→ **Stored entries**
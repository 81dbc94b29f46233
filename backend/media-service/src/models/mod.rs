/// Data models for media-service
use serde::Serialize;
use std::collections::HashSet;
use std::fmt;

use crate::error::{AppError, Result};

/// Image category; decides the output width and PNG compression
#[derive(Debug, Clone, Copy, PartialEq, Eq, Hash)]
pub enum ImageClass {
    Avatar,
    Post,
}

/// PNG compression level applied on re-encode
#[derive(Debug, Clone, Copy, PartialEq, Eq)]
pub enum Compression {
    Best,
    Default,
}

impl ImageClass {
    /// Fixed output width in pixels; height follows the aspect ratio
    pub fn target_width(self) -> u32 {
        match self {
            ImageClass::Avatar => 120,
            ImageClass::Post => 300,
        }
    }

    pub fn compression(self) -> Compression {
        match self {
            ImageClass::Avatar => Compression::Best,
            ImageClass::Post => Compression::Default,
        }
    }

    pub fn as_str(self) -> &'static str {
        match self {
            ImageClass::Avatar => "avatar",
            ImageClass::Post => "post",
        }
    }
}

impl fmt::Display for ImageClass {
    fn fmt(&self, f: &mut fmt::Formatter<'_>) -> fmt::Result {
        f.write_str(self.as_str())
    }
}

/// Extensions accepted on both ingestion paths
pub const ALLOWED_EXTENSIONS: [&str; 3] = [".jpg", ".jpeg", ".png"];

/// Checks an extension (with or without the leading dot) against
/// [`ALLOWED_EXTENSIONS`], ignoring case.
pub fn validate_extension(extension: &str) -> Result<()> {
    let trimmed = extension.trim();
    let normalized = if trimmed.starts_with('.') {
        trimmed.to_ascii_lowercase()
    } else {
        format!(".{}", trimmed.to_ascii_lowercase())
    };

    if ALLOWED_EXTENSIONS.contains(&normalized.as_str()) {
        Ok(())
    } else {
        Err(AppError::UnsupportedFormat(format!(
            "Invalid file extension '{extension}'"
        )))
    }
}

pub const ROLE_ADMINISTRATOR: &str = "administrator";
pub const ROLE_DEVELOPER: &str = "developer";

/// Role set resolved by the auth service for one caller
#[derive(Debug, Clone, Default, PartialEq, Eq)]
pub struct Roles(HashSet<String>);

impl Roles {
    pub fn new<I, S>(roles: I) -> Self
    where
        I: IntoIterator<Item = S>,
        S: Into<String>,
    {
        Self(roles.into_iter().map(Into::into).collect())
    }

    pub fn contains(&self, role: &str) -> bool {
        self.0.contains(role)
    }

    /// Upload and delete are open to administrators and developers
    pub fn require_uploader(&self, action: &str) -> Result<()> {
        if self.contains(ROLE_ADMINISTRATOR) || self.contains(ROLE_DEVELOPER) {
            Ok(())
        } else {
            Err(AppError::Unauthorized(format!(
                "You do not have permission to {action}"
            )))
        }
    }

    /// Listing the store is administrator-only
    pub fn require_administrator(&self) -> Result<()> {
        if self.contains(ROLE_ADMINISTRATOR) {
            Ok(())
        } else {
            Err(AppError::Unauthorized(
                "Invalid permission to access this resource".to_string(),
            ))
        }
    }
}

impl<S: Into<String>> FromIterator<S> for Roles {
    fn from_iter<I: IntoIterator<Item = S>>(iter: I) -> Self {
        Self::new(iter)
    }
}

/// Lowercases the top-level keys of a JSON object so that payloads can be
/// matched against lowercase serde names regardless of sender casing.
pub(crate) fn lowercase_keys(value: serde_json::Value) -> serde_json::Value {
    match value {
        serde_json::Value::Object(map) => serde_json::Value::Object(
            map.into_iter()
                .map(|(key, value)| (key.to_lowercase(), value))
                .collect(),
        ),
        other => other,
    }
}

#[derive(Debug, Serialize)]
pub struct UploadResponse {
    pub image: String,
}

#[derive(Debug, Serialize)]
pub struct ImageListResponse {
    pub images: Vec<String>,
}

#[derive(Debug, Serialize)]
pub struct MessageResponse {
    pub message: String,
}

→ **Task goal**
Please print each entry once more, exactly as it reads.

→ **Answer**
repository 81dbc94b29f46233
filename backend/media-service/src/models/mod.rs
/// Data models for media-service
use serde::Serialize;
use std::collections::HashSet;
use std::fmt;

use crate::error::{AppError, Result};

/// Image category; decides the output width and PNG compression
#[derive(Debug, Clone, Copy, PartialEq, Eq, Hash)]
pub enum ImageClass {
    Avatar,
    Post,
}

/// PNG compression level applied on re-encode
#[derive(Debug, Clone, Copy, PartialEq, Eq)]
pub enum Compression {
    Best,
    Default,
}

impl ImageClass {
    /// Fixed output width in pixels; height follows the aspect ratio
    pub fn target_width(self) -> u32 {
        match self {
            ImageClass::Avatar => 120,
            ImageClass::Post => 300,
        }
    }

    pub fn compression(self) -> Compression {
        match self {
            ImageClass::Avatar => Compression::Best,
            ImageClass::Post => Compression::Default,
        }
    }

    pub fn as_str(self) -> &'static str {
        match self {
            ImageClass::Avatar => "avatar",
            ImageClass::Post => "post",
        }
    }
}

impl fmt::Display for ImageClass {
    fn fmt(&self, f: &mut fmt::Formatter<'_>) -> fmt::Result {
        f.write_str(self.as_str())
    }
}

/// Extensions accepted on both ingestion paths
pub const ALLOWED_EXTENSIONS: [&str; 3] = [".jpg", ".jpeg", ".png"];

/// Checks an extension (with or without the leading dot) against
/// [`ALLOWED_EXTENSIONS`], ignoring case.
pub fn validate_extension(extension: &str) -> Result<()> {
    let trimmed = extension.trim();
    let normalized = if trimmed.starts_with('.') {
        trimmed.to_ascii_lowercase()
    } else {
        format!(".{}", trimmed.to_ascii_lowercase())
    };

    if ALLOWED_EXTENSIONS.contains(&normalized.as_str()) {
        Ok(())
    } else {
        Err(AppError::UnsupportedFormat(format!(
            "Invalid file extension '{extension}'"
        )))
    }
}

pub const ROLE_ADMINISTRATOR: &str = "administrator";
pub const ROLE_DEVELOPER: &str = "developer";

/// Role set resolved by the auth service for one caller
#[derive(Debug, Clone, Default, PartialEq, Eq)]
pub struct Roles(HashSet<String>);

impl Roles {
    pub fn new<I, S>(roles: I) -> Self
    where
        I: IntoIterator<Item = S>,
        S: Into<String>,
    {
        Self(roles.into_iter().map(Into::into).collect())
    }

    pub fn contains(&self, role: &str) -> bool {
        self.0.contains(role)
    }

    /// Upload and delete are open to administrators and developers
    pub fn require_uploader(&self, action: &str) -> Result<()> {
        if self.contains(ROLE_ADMINISTRATOR) || self.contains(ROLE_DEVELOPER) {
            Ok(())
        } else {
            Err(AppError::Unauthorized(format!(
                "You do not have permission to {action}"
            )))
        }
    }

    /// Listing the store is administrator-only
    pub fn require_administrator(&self) -> Result<()> {
        if self.contains(ROLE_ADMINISTRATOR) {
            Ok(())
        } else {
            Err(AppError::Unauthorized(
                "Invalid permission to access this resource".to_string(),
            ))
        }
    }
}

impl<S: Into<String>> FromIterator<S> for Roles {
    fn from_iter<I: IntoIterator<Item = S>>(iter: I) -> Self {
        Self::new(iter)
    }
}

/// Lowercases the top-level keys of a JSON object so that payloads can be
/// matched against lowercase serde names regardless of sender casing.
pub(crate) fn lowercase_keys(value: serde_json::Value) -> serde_json::Value {
    match value {
        serde_json::Value::Object(map) => serde_json::Value::Object(
            map.into_iter()
                .map(|(key, value)| (key.to_lowercase(), value))
                .collect(),
        ),
        other => other,
    }
}

#[derive(Debug, Serialize)]
pub struct UploadResponse {
    pub image: String,
}

#[derive(Debug, Serialize)]
pub struct ImageListResponse {
    pub images: Vec<String>,
}

#[derive(Debug, Serialize)]
pub struct MessageResponse {
    pub message: String,
}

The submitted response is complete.